So we can look forward to continuing misbehaviour by the Scottish Separatists designed to make the rest of us get fed up with them and be happy to see the back of them as a separate, poor little country. I say poor because it would be. For centuries it has been propped up with English money. In recent decades this became standardised in what is known as the Barnett Formula after Joel Barnett who, as Chief Secretary to the Treasury in 1978, determined how much proportionally the four nations of the United Kingdom receive from the Treasury. It gives Scotland, in particular, more to spend per capita and over time has been heavily criticised, not least by Barnett himself for whom it had been a temporary fix.

I had the pleasure of meeting Lord Barnett when he was vice-chairman of the BBC governors. The BBC was one of Sony’s most important customers for our broadcast equipment and the governors and the directors used to meet for an annual lunch.  Lord Barnett died last year just a few weeks after the referendum on Scottish separation. He gave an interview at the time of the referendum in which he said: “As chief secretary, I was having a terrible time doing what I didn’t go into politics to do- cutting public expenditure. And I was having meetings with every departmental minister about their budget. They all wanted more money – Tony Benn and Barbara Castle more than most. I decided that I could get rid of three Cabinet ministers – the secretaries of state for Scotland, Wales and Northern Ireland – if I could settle on a formula for their budgets. So I set up this method for allocating public expenditure that the Cabinet then agreed to.”

The Formula allocates a lump sum for Scotland, Wales and Northern Ireland then, for every additional pound spent in England, approximately 10p is allocated to Scotland, 5p to Wales and 3p to Northern Ireland, based, theoretically, on their populations. However, the original calculation significantly overestimated Scotland’s population and therefore gave Scots a disproportionate slice of UK tax revenues. Public spending per capita is now 19% higher in Scotland than it is in England.

Barnett had always assumed the use of his “fundamentally flawed" Formula would be temporary and became increasingly concerned at the perceived unfairness to English taxpayers. Although he was a staunch supporter of the United Kingdom, he felt that had the Scots voted for independence, one potential gain would be the end of the Formula. As it is, however, to head off a “Yes” vote all three main party leaders confirmed that the Barnett Formula would be a central plank in their promised new “Devo-Max” settlement for Scotland.

“The real problem,” Barnett admitted, “is that now no politician wants to tackle it. The Barnett Formula saves people trouble. It saves prime ministers worrying. That’s the way with politics…Here we are, about to make the wrong decision again.”

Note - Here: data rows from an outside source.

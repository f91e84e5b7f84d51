#![forbid(unsafe_code)]

//! Input resolution: literal argument, file path, or `-` for stdin

use std::fmt;
use std::io::{self, Read};
use std::path::{Path, PathBuf};
use thiserror::Error;

/// Argument that selects standard input
pub const STDIN_SENTINEL: &str = "-";

/// Errors raised while acquiring the input text
#[derive(Debug, Error)]
pub enum InputError {
    #[error("failed to read {source_name}: {cause}")]
    Read {
        source_name: String,
        #[source]
        cause: io::Error,
    },

    #[error("stdin is empty")]
    EmptyStdin,

    #[error("file is empty: {}", .0.display())]
    EmptyFile(PathBuf),
}

/// Where the input text came from
#[derive(Debug, Clone, PartialEq, Eq)]
pub enum InputSource {
    /// The command-line argument itself
    Arg,
    /// A regular file named by the argument
    File(PathBuf),
    /// Standard input (`-`)
    Stdin,
}

impl InputSource {
    /// Short tag used in diagnostics: `arg`, `stdin`, or the file path
    pub fn label(&self) -> String {
        match self {
            InputSource::Arg => "arg".to_string(),
            InputSource::Stdin => "stdin".to_string(),
            InputSource::File(path) => path.display().to_string(),
        }
    }
}

impl fmt::Display for InputSource {
    fn fmt(&self, f: &mut fmt::Formatter<'_>) -> fmt::Result {
        f.write_str(&self.label())
    }
}

/// Trimmed input text together with its source
#[derive(Debug, Clone, PartialEq, Eq)]
pub struct InputRecord {
    text: String,
    source: InputSource,
}

impl InputRecord {
    pub fn text(&self) -> &str {
        &self.text
    }

    pub fn source(&self) -> &InputSource {
        &self.source
    }
}

/// Resolve the command-line token, reading `-` from the given reader
///
/// Resolution order:
/// 1. `-` reads the whole reader
/// 2. A path to an existing regular file reads that file
/// 3. Anything else is taken literally
///
/// Text from stdin or a file must be non-empty after trimming. A literal
/// argument is only trimmed.
pub fn resolve_input_from<R: Read>(arg: &str, mut stdin: R) -> Result<InputRecord, InputError> {
    if arg == STDIN_SENTINEL {
        let mut buf = String::new();
        stdin
            .read_to_string(&mut buf)
            .map_err(|cause| InputError::Read {
                source_name: "stdin".to_string(),
                cause,
            })?;
        let text = buf.trim();
        if text.is_empty() {
            return Err(InputError::EmptyStdin);
        }
        return Ok(InputRecord {
            text: text.to_string(),
            source: InputSource::Stdin,
        });
    }

    let path = Path::new(arg);
    if path.is_file() {
        let content = std::fs::read_to_string(path).map_err(|cause| InputError::Read {
            source_name: arg.to_string(),
            cause,
        })?;
        let text = content.trim();
        if text.is_empty() {
            return Err(InputError::EmptyFile(path.to_path_buf()));
        }
        return Ok(InputRecord {
            text: text.to_string(),
            source: InputSource::File(path.to_path_buf()),
        });
    }

    Ok(InputRecord {
        text: arg.trim().to_string(),
        source: InputSource::Arg,
    })
}
#![forbid(unsafe_code)]

//! Command-line arguments

use clap::Parser;

/// Convert between Xray JSON configuration and proxy share links
///
/// JSON input (starting with `{` or `[`) is converted to share links; anything
/// else is treated as share links and converted to Xray JSON. The result is
/// written to stdout; progress and errors go to stderr.
#[derive(Debug, Parser)]
#[command(name = "xray-link-json", version)]
pub struct Cli {
    /// Share link, Xray JSON, path to a file containing either, or '-' for stdin
    #[arg(value_name = "INPUT", value_parser = non_blank)]
    pub input: String,
}

fn non_blank(value: &str) -> Result<String, String> {
    if value.trim().is_empty() {
        return Err(
            "Please provide a Share link, Xray JSON, file path, or '-' for stdin".to_string(),
        );
    }
    Ok(value.to_string())
}
#![forbid(unsafe_code)]

//! The external conversion boundary
//!
//! The conversion library exposes exactly two functions, both taking a
//! base64-encoded UTF-8 string and returning a base64-encoded JSON envelope.
//! An empty return value means the library failed outright.

use std::io::{self, Write};
use std::path::PathBuf;
use std::process::{ChildStdin, Command, ExitStatus, Stdio};
use std::thread;
use thiserror::Error;

/// Conversion direction, one per boundary function
#[derive(Debug, Clone, Copy, PartialEq, Eq, Hash)]
pub enum Direction {
    ShareLinksToXrayJson,
    XrayJsonToShareLinks,
}

impl Direction {
    /// Exported name of the boundary function
    pub fn function_name(self) -> &'static str {
        match self {
            Direction::ShareLinksToXrayJson => "ConvertShareLinksToXrayJson",
            Direction::XrayJsonToShareLinks => "ConvertXrayJsonToShareLinks",
        }
    }

    /// Human name of the input side, used in the progress line
    pub fn input_kind(self) -> &'static str {
        match self {
            Direction::ShareLinksToXrayJson => "Share link",
            Direction::XrayJsonToShareLinks => "Xray JSON",
        }
    }
}

/// Failures reaching the conversion library at all
#[derive(Debug, Error)]
pub enum BackendError {
    #[error("failed to start converter '{}': {source}", .program.display())]
    Spawn {
        program: PathBuf,
        #[source]
        source: io::Error,
    },

    #[error("I/O error talking to converter '{}': {source}", .program.display())]
    Io {
        program: PathBuf,
        #[source]
        source: io::Error,
    },

    #[error("converter '{}' failed ({status}){}", .program.display(), stderr_suffix(.stderr))]
    Failed {
        program: PathBuf,
        status: ExitStatus,
        stderr: String,
    },
}

fn stderr_suffix(stderr: &str) -> String {
    if stderr.is_empty() {
        String::new()
    } else {
        format!(": {}", stderr)
    }
}

/// The two-function capability provided by the conversion library
///
/// Implementations pass the request through untouched and hand back the raw
/// response text; decoding the envelope is the adapter's job.
pub trait ConversionBackend {
    fn convert_share_links_to_xray_json(&self, base64_input: &str)
    -> Result<String, BackendError>;

    fn convert_xray_json_to_share_links(&self, base64_input: &str)
    -> Result<String, BackendError>;

    /// Dispatch to the boundary function for `direction`
    fn call(&self, direction: Direction, base64_input: &str) -> Result<String, BackendError> {
        match direction {
            Direction::ShareLinksToXrayJson => self.convert_share_links_to_xray_json(base64_input),
            Direction::XrayJsonToShareLinks => self.convert_xray_json_to_share_links(base64_input),
        }
    }
}

impl<B: ConversionBackend + ?Sized> ConversionBackend for &B {
    fn convert_share_links_to_xray_json(
        &self,
        base64_input: &str,
    ) -> Result<String, BackendError> {
        (**self).convert_share_links_to_xray_json(base64_input)
    }

    fn convert_xray_json_to_share_links(
        &self,
        base64_input: &str,
    ) -> Result<String, BackendError> {
        (**self).convert_xray_json_to_share_links(base64_input)
    }
}

/// Boundary binding that runs an external converter program
///
/// The program is invoked as `<program> <FunctionName>`, receives the base64
/// request on stdin and must print the base64 response on stdout. It may
/// write output before it has read the whole request.
#[derive(Debug, Clone)]
pub struct CommandBackend {
    program: PathBuf,
}

impl CommandBackend {
    pub fn new(program: impl Into<PathBuf>) -> Self {
        CommandBackend {
            program: program.into(),
        }
    }

    fn invoke(&self, direction: Direction, base64_input: &str) -> Result<String, BackendError> {
        let mut child = Command::new(&self.program)
            .arg(direction.function_name())
            .stdin(Stdio::piped())
            .stdout(Stdio::piped())
            .stderr(Stdio::piped())
            .spawn()
            .map_err(|source| BackendError::Spawn {
                program: self.program.clone(),
                source,
            })?;

        // stdin is fed on its own thread while stdout and stderr are drained
        let stdin = child.stdin.take();
        let (output, written) = thread::scope(|scope| {
            let writer =
                stdin.map(|stdin| scope.spawn(move || write_request(stdin, base64_input)));
            let output = child.wait_with_output();
            let written = match writer {
                Some(handle) => handle
                    .join()
                    .unwrap_or_else(|_| Err(io::Error::other("stdin writer panicked"))),
                None => Ok(()),
            };
            (output, written)
        });

        let output = output.map_err(|source| BackendError::Io {
            program: self.program.clone(),
            source,
        })?;

        if !output.status.success() {
            return Err(BackendError::Failed {
                program: self.program.clone(),
                status: output.status,
                stderr: String::from_utf8_lossy(&output.stderr).trim().to_string(),
            });
        }

        written.map_err(|source| BackendError::Io {
            program: self.program.clone(),
            source,
        })?;

        Ok(String::from_utf8_lossy(&output.stdout).trim().to_string())
    }
}

/// Write the whole request, then close the pipe
fn write_request(mut stdin: ChildStdin, request: &str) -> io::Result<()> {
    match stdin.write_all(request.as_bytes()) {
        // Converter closed stdin early; its exit status decides
        Err(e) if e.kind() == io::ErrorKind::BrokenPipe => Ok(()),
        result => result,
    }
}

impl ConversionBackend for CommandBackend {
    fn convert_share_links_to_xray_json(
        &self,
        base64_input: &str,
    ) -> Result<String, BackendError> {
        self.invoke(Direction::ShareLinksToXrayJson, base64_input)
    }

    fn convert_xray_json_to_share_links(
        &self,
        base64_input: &str,
    ) -> Result<String, BackendError> {
        self.invoke(Direction::XrayJsonToShareLinks, base64_input)
    }
}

Joel Barnett was one of the more able Labour politicians, a distinctly vanishing breed. In Inside the Treasury (1982) Barnett concluded that the task of the 1974-79 Labour government had been “rendered impossible by pledges foolishly made without any thought as to where the money would come from.” He once told Reg Prentice, the education secretary: “Your arguments are overwhelming. You’re obviously right – and the answer is No.”

Born in 1923 Joel Barnett won a scholarship to Manchester Central High School but his father’s business fell on hard times and his family desperately needed the wages he could earn. He got a job in a warehouse at 10 shillings a week. He did wartime service in the Royal Army Service Corps, and then the British military government in Germany. After leaving the Army he studied accountancy and rose to be senior partner of his firm. He joined the Fabian Society, was elected the first Labour member of Prestwich Council and then in the 1964 General Election narrowly won Heywood and Royton from the Conservatives.

At Westminster he didn’t find favour with Harold Wilson when he declared that the pound was overvalued, at a time when the prime minister was firmly against devaluation, but his strong defence of James Callaghan’s 1965 budget got him a place on the Public Accounts Committee.

In opposition from 1970 he proved an adroit questioner of Tory ministers and joined Denis Healey’s team of Treasury spokesmen. He studied the details of the legislation to introduce VAT – it was on his initiative that children’s clothes were exempted – and he became Healey’s clear deputy.

On regaining power in 1974 Wilson made him chief secretary warning him that it was the most unpopular job in government. While Healey tried to rein in soaring inflation Barnett concentrated on the detail of tax policy including the new Capital Transfer Tax and the abortive Wealth Tax to which the Left had committed Labour.

When Wilson resigned in 1976, Barnett ran Healey’s leadership campaign. So when Callaghan won only to face a sterling crisis he side-lined both Healey and Barnett by sending Harold Lever, Chancellor of the Duchy of Lancaster, to Washington to seek support for sterling. The mission failed, and Healey had to go to the IMF for a £2.3 billion loan in return for further cuts, policed by Barnett.  As the unions sought to resist pay restraint he took a steadily higher profile. He spent much of his time in the Commons defending sanctions against employers who broke ranks on pay. During the “Winter of Discontent” he was mired in fruitless talks with the public sector unions. As a mark of his energy when the Conservatives came to power in 1979 Barnett’s workload was divided between two ministers, John Biffen and Nigel Lawson.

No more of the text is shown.